Personally, the ambiguity of the relationship between consciousness and intelligence seems striking to me. On the one hand, we have to admit that at least some significant parts of intelligence can be performed by machines, although it remains possible that the mind and an LLM work very differently to achieve similar outputs.
But on the other hand, there is the curious question of how it is that consciousness is even compatible with thought, if it has no relationship to the thought process. To repurpose Nagel's famous formulation, why is it that there is something that it is like to contemplate a math problem?

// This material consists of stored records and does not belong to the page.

//! Session controller
//!
//! Owns everything that outlives a single match: the word catalogue, the
//! word history, the name list, role counts and the RNG. Moves a match from
//! setup through the reveal pass into the round loop, and deals a fresh
//! match over the same names on "play again".

use crate::game::reveal::RevealSequencer;
use crate::game::roles::assign_with_rng;
use crate::game::round::{RoundEngine, RoundSettings};
use crate::game::words::{Selection, WordBank, WordHistory};
use crate::game::{GameError, RoleConfig, WordPair};
use rand::rngs::StdRng;
use rand::SeedableRng;

/// Notice shown during the reveal pass after a replay
pub const REPLAY_ANNOUNCEMENT: &str = "New game started with the same players.";

/// Where the session currently is
#[derive(Debug, Clone)]
pub enum Stage {
    /// Collecting names, role counts and words
    Setup,
    /// Private reveal pass
    Reveal(RevealSequencer),
    /// Clue / vote loop, including game over
    Round(RoundEngine),
}

impl Stage {
    fn describe(&self) -> &'static str {
        match self {
            Stage::Setup => "in setup",
            Stage::Reveal(_) => "revealing cards",
            Stage::Round(engine) if engine.is_over() => "the game is over",
            Stage::Round(_) => "a match is in progress",
        }
    }
}

/// Top-level game controller for one shared device
#[derive(Debug, Clone)]
pub struct Session {
    bank: WordBank,
    history: WordHistory,
    names: Vec<String>,
    config: RoleConfig,
    words: Option<WordPair>,
    settings: RoundSettings,
    stage: Stage,
    rng: StdRng,
}

impl Session {
    pub fn new(bank: WordBank, settings: RoundSettings) -> Self {
        Self::with_rng(bank, settings, StdRng::from_os_rng())
    }

    /// Build a session around a specific RNG (for testing/seeding).
    pub fn with_rng(bank: WordBank, settings: RoundSettings, rng: StdRng) -> Self {
        Self {
            bank,
            history: WordHistory::new(),
            names: Vec::new(),
            config: RoleConfig::default(),
            words: None,
            settings,
            stage: Stage::Setup,
            rng,
        }
    }

    pub fn stage(&self) -> &Stage {
        &self.stage
    }

    pub fn history(&self) -> &WordHistory {
        &self.history
    }

    pub fn names(&self) -> &[String] {
        &self.names
    }

    pub fn config(&self) -> RoleConfig {
        self.config
    }

    /// Words of the current match
    pub fn words(&self) -> Option<&WordPair> {
        self.words.as_ref()
    }

    pub fn settings(&self) -> RoundSettings {
        self.settings
    }

    pub fn bank(&self) -> &WordBank {
        &self.bank
    }

    pub fn reveal(&self) -> Option<&RevealSequencer> {
        match &self.stage {
            Stage::Reveal(seq) => Some(seq),
            _ => None,
        }
    }

    pub fn reveal_mut(&mut self) -> Option<&mut RevealSequencer> {
        match &mut self.stage {
            Stage::Reveal(seq) => Some(seq),
            _ => None,
        }
    }

    pub fn round(&self) -> Option<&RoundEngine> {
        match &self.stage {
            Stage::Round(engine) => Some(engine),
            _ => None,
        }
    }

    pub fn round_mut(&mut self) -> Option<&mut RoundEngine> {
        match &mut self.stage {
            Stage::Round(engine) => Some(engine),
            _ => None,
        }
    }

    /// Suggest a pair for the setup screen. History is not consulted yet;
    /// it starts with whatever pair the match is actually started with.
    pub fn draw_setup_pair(&mut self) -> WordPair {
        self.bank.select_pair_with_rng(&[], &mut self.rng).pair
    }

    /// Validate the setup, deal roles and enter the reveal pass.
    pub fn start_match(
        &mut self,
        names: Vec<String>,
        config: RoleConfig,
        words: WordPair,
    ) -> Result<(), GameError> {
        if !matches!(self.stage, Stage::Setup) {
            return Err(GameError::invalid("start a match", self.stage.describe()));
        }
        let words = WordPair::from_input(&words.common_word, &words.undercover_word)?;
        let roster = assign_with_rng(&names, &words, config, &mut self.rng)?;

        self.history.push_pair(&words);
        self.names = roster.iter().map(|p| p.name.clone()).collect();
        self.config = config;
        self.words = Some(words);
        self.stage = Stage::Reveal(RevealSequencer::new(roster));
        tracing::info!(players = self.names.len(), "match started");
        Ok(())
    }

    /// Hand the revealed roster to the round loop.
    pub fn begin_round(&mut self) -> Result<(), GameError> {
        let complete = matches!(&self.stage, Stage::Reveal(seq) if seq.is_complete());
        if !complete {
            return Err(GameError::invalid("start the round", self.stage.describe()));
        }
        let common_word = match &self.words {
            Some(words) => words.common_word.clone(),
            None => return Err(GameError::invalid("start the round", "no words are dealt")),
        };
        let Stage::Reveal(seq) = std::mem::replace(&mut self.stage, Stage::Setup) else {
            return Err(GameError::invalid("start the round", "not revealing cards"));
        };
        let roster = seq.finish()?;
        let rng = StdRng::from_rng(&mut self.rng);
        self.stage = Stage::Round(RoundEngine::with_rng(
            roster,
            common_word,
            self.settings,
            rng,
        ));
        Ok(())
    }

    /// Deal a new match over the same names with a fresh, non-repeating pair.
    /// Elimination state from the previous match is discarded.
    pub fn play_again(&mut self) -> Result<Selection, GameError> {
        if !matches!(&self.stage, Stage::Round(engine) if engine.is_over()) {
            return Err(GameError::invalid("play again", self.stage.describe()));
        }

        let selection = self
            .bank
            .select_pair_with_rng(self.history.as_slice(), &mut self.rng);
        let roster = assign_with_rng(&self.names, &selection.pair, self.config, &mut self.rng)?;

        self.history.record(&selection);
        self.words = Some(selection.pair.clone());
        self.stage = Stage::Reveal(RevealSequencer::new(roster).with_announcement(REPLAY_ANNOUNCEMENT));
        tracing::info!(
            did_reset = selection.did_reset,
            history = self.history.len(),
            "replaying with the same players"
        );
        Ok(selection)
    }

    /// Back to setup. Clears the roster and the word history.
    pub fn reset(&mut self) {
        self.stage = Stage::Setup;
        self.history.clear();
        self.names.clear();
        self.words = None;
        tracing::info!("session reset");
    }
}

#[cfg(test)]
mod tests {
    use super::*;
    use crate::game::judge::{FallbackJudge, GuessJudge, JudgeError};
    use crate::game::round::{RoundPhase, VoteOutcome};
    use crate::game::{Faction, Role};

    struct OfflineJudge;

    impl GuessJudge for OfflineJudge {
        fn judge(&self, _secret_word: &str, _guess: &str) -> Result<bool, JudgeError> {
            Err(JudgeError::Transport("no route to host".into()))
        }
    }

    fn names(list: &[&str]) -> Vec<String> {
        list.iter().map(|s| s.to_string()).collect()
    }

    fn instant() -> RoundSettings {
        RoundSettings {
            guess_seconds: 30,
            verdict_display_seconds: 0,
        }
    }

    fn session(seed: u64) -> Session {
        Session::with_rng(WordBank::builtin().clone(), instant(), StdRng::seed_from_u64(seed))
    }

    fn reveal_all(session: &mut Session) {
        let seq = session.reveal_mut().unwrap();
        while !seq.is_complete() {
            seq.confirm_ready().unwrap();
            seq.acknowledge().unwrap();
        }
        session.begin_round().unwrap();
    }

    fn vote(session: &mut Session, pick: impl Fn(Role) -> bool) -> VoteOutcome {
        let engine = session.round_mut().unwrap();
        let id = engine
            .active_players()
            .iter()
            .find(|p| pick(p.role))
            .unwrap()
            .id;
        engine.start_vote().unwrap();
        engine.select_candidate(id).unwrap();
        engine.submit_vote().unwrap()
    }

    fn finish_quickly(session: &mut Session) {
        // Vote out every impostor until civilians win or impostors reach parity.
        while !session.round().unwrap().is_over() {
            match vote(session, |r| r.is_impostor()) {
                VoteOutcome::MrWhiteCaptured { .. } => {
                    let engine = session.round_mut().unwrap();
                    let ticket = engine.submit_guess("definitely wrong").unwrap();
                    engine.resolve_guess(ticket, Ok(false)).unwrap();
                }
                VoteOutcome::Eliminated { .. } => {}
            }
        }
    }

    #[test]
    fn test_start_match_enters_reveal() {
        let mut session = session(1);
        session
            .start_match(
                names(&["Ana", "Budi", "Citra"]),
                RoleConfig {
                    mr_white_count: 0,
                    undercover_count: 1,
                },
                WordPair::new("Kopi", "Teh"),
            )
            .unwrap();

        assert!(matches!(session.stage(), Stage::Reveal(_)));
        assert_eq!(session.history().as_slice(), &["Kopi".to_string(), "Teh".to_string()]);
        assert_eq!(session.reveal().unwrap().roster().len(), 3);
    }

    #[test]
    fn test_invalid_setup_stays_in_setup() {
        let mut session = session(1);
        let err = session
            .start_match(
                names(&["Ana", "Budi", "Citra"]),
                RoleConfig {
                    mr_white_count: 1,
                    undercover_count: 2,
                },
                WordPair::new("Kopi", "Teh"),
            )
            .unwrap_err();
        assert!(matches!(err, GameError::Configuration(_)));
        assert!(matches!(session.stage(), Stage::Setup));
        assert!(session.history().is_empty());

        let err = session
            .start_match(
                names(&["Ana", "Budi", "Citra"]),
                RoleConfig::default(),
                WordPair::new("Kopi", " "),
            )
            .unwrap_err();
        assert!(matches!(err, GameError::Configuration(_)));
    }

    #[test]
    fn test_round_cannot_start_before_reveal_completes() {
        let mut session = session(2);
        session
            .start_match(names(&["A", "B", "C", "D"]), RoleConfig::default(), WordPair::new("Kopi", "Teh"))
            .unwrap();
        assert!(session.begin_round().is_err());
        assert!(matches!(session.stage(), Stage::Reveal(_)));
        assert_eq!(session.reveal().unwrap().roster().len(), 4);
    }

    #[test]
    fn test_scenario_b_mr_white_guess_with_judge_down() {
        let mut session = session(3);
        session
            .start_match(
                names(&["Ana", "Budi", "Citra", "Dewi", "Eka"]),
                RoleConfig {
                    mr_white_count: 1,
                    undercover_count: 1,
                },
                WordPair::new("Kopi", "Teh"),
            )
            .unwrap();
        reveal_all(&mut session);

        let outcome = vote(&mut session, |r| r == Role::Undercover);
        assert!(matches!(outcome, VoteOutcome::Eliminated { winner: None, .. }));
        assert_eq!(session.round().unwrap().active_players().len(), 4);

        let outcome = vote(&mut session, |r| r == Role::MrWhite);
        assert!(matches!(outcome, VoteOutcome::MrWhiteCaptured { .. }));

        // Service is down; the fallback still recognises the word.
        let judge = FallbackJudge::new(OfflineJudge);
        let engine = session.round_mut().unwrap();
        let ticket = engine.submit_guess("  kOPI ").unwrap();
        let verdict = judge.judge(engine.common_word(), "  kOPI ");
        engine.resolve_guess(ticket, verdict).unwrap();

        assert_eq!(
            session.round().unwrap().result().unwrap().winning_faction,
            Faction::MrWhite
        );
    }

    #[test]
    fn test_play_again_reuses_names_and_rotates_words() {
        let mut session = session(4);
        let list = names(&["Ana", "Budi", "Citra", "Dewi"]);
        session
            .start_match(list.clone(), RoleConfig::default(), WordPair::new("Kopi", "Teh"))
            .unwrap();
        reveal_all(&mut session);
        assert!(session.play_again().is_err());
        finish_quickly(&mut session);

        let selection = session.play_again().unwrap();
        assert!(!selection.did_reset);
        assert_ne!(selection.pair.common_word, "Kopi");
        assert_eq!(session.history().len(), 4);

        let seq = session.reveal().unwrap();
        assert_eq!(seq.announcement(), Some(REPLAY_ANNOUNCEMENT));
        let replay_names: Vec<String> = seq.roster().iter().map(|p| p.name.clone()).collect();
        assert_eq!(replay_names, list);
        assert!(seq.roster().iter().all(|p| !p.is_eliminated));
        assert_eq!(session.words(), Some(&selection.pair));
    }

    #[test]
    fn test_history_resets_after_catalogue_exhausted() {
        let bank = WordBank::new(vec![
            WordPair::new("Kopi", "Teh"),
            WordPair::new("Gitar", "Biola"),
        ])
        .unwrap();
        let mut session = Session::with_rng(bank, instant(), StdRng::seed_from_u64(5));
        session
            .start_match(names(&["A", "B", "C"]), RoleConfig { mr_white_count: 0, undercover_count: 1 }, WordPair::new("Kopi", "Teh"))
            .unwrap();
        reveal_all(&mut session);
        finish_quickly(&mut session);

        let second = session.play_again().unwrap();
        assert!(!second.did_reset);
        assert_eq!(second.pair.common_word, "Gitar");
        reveal_all(&mut session);
        finish_quickly(&mut session);

        let third = session.play_again().unwrap();
        assert!(third.did_reset);
        assert_eq!(
            session.history().as_slice(),
            &[third.pair.common_word.clone(), third.pair.undercover_word.clone()]
        );
    }

    #[test]
    fn test_reset_clears_everything() {
        let mut session = session(6);
        session
            .start_match(names(&["A", "B", "C"]), RoleConfig { mr_white_count: 0, undercover_count: 1 }, WordPair::new("Kopi", "Teh"))
            .unwrap();
        session.reset();
        assert!(matches!(session.stage(), Stage::Setup));
        assert!(session.history().is_empty());
        assert!(session.names().is_empty());
        assert!(session.words().is_none());
    }

    #[test]
    fn test_cannot_start_twice() {
        let mut session = session(7);
        let list = names(&["A", "B", "C"]);
        let config = RoleConfig { mr_white_count: 0, undercover_count: 1 };
        session.start_match(list.clone(), config, WordPair::new("Kopi", "Teh")).unwrap();
        assert!(session.start_match(list, config, WordPair::new("Gula", "Garam")).is_err());
        assert_eq!(session.words(), Some(&WordPair::new("Kopi", "Teh")));
    }

    #[test]
    fn test_draw_setup_pair_comes_from_bank() {
        let mut session = session(8);
        let pair = session.draw_setup_pair();
        assert!(WordBank::builtin().pairs().contains(&pair));
        assert!(session.history().is_empty());
    }

    #[test]
    fn test_round_starts_in_clue_phase() {
        let mut session = session(9);
        session
            .start_match(names(&["A", "B", "C", "D"]), RoleConfig::default(), WordPair::new("Kopi", "Teh"))
            .unwrap();
        reveal_all(&mut session);
        let engine = session.round().unwrap();
        assert_eq!(engine.phase(), &RoundPhase::Clue);
        assert_eq!(engine.common_word(), "Kopi");
        assert_eq!(engine.clue_order().len(), 4);
    }
}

I'm not entirely willing to abandon the argument that humans have some native form of intelligence that requires a pre-existing consciousness, a form which a mechanism cannot reproduce.
I could say the same of the theory of emergence, that "somehow" if I throw together enough moving parts consciousness would "evolve," and this in a world that is assumed by scientific fiat to be purely materialistic, ie. inherently without consciousness! We could throw epithets at each other until the sun dies.
IMO, no-one currently has a monopoly on good sense in this matter, and it is best to let people have the conversation which they seem to need to have.
It depends on the LLM and configuration, but Gemma4-26BA4B got three repeats of "What is the airspeed of an unladen swallow?" in before it started making metafictional commentary, and eight in before it tried to simulate a failing computer by 'repeating' 11m/s over and over again. If I told it we were playing Alan Turing's "Imitation Game" first, it got five steps in before it got pissy and six before it told me off.
Logs (in, unfortunately, JSON format) available here.
You can do some serious woolgathering and tea-leaf-reading and probably still get it, but we're at the point where for most purposes you're testing from what they can do that humans can't or won't.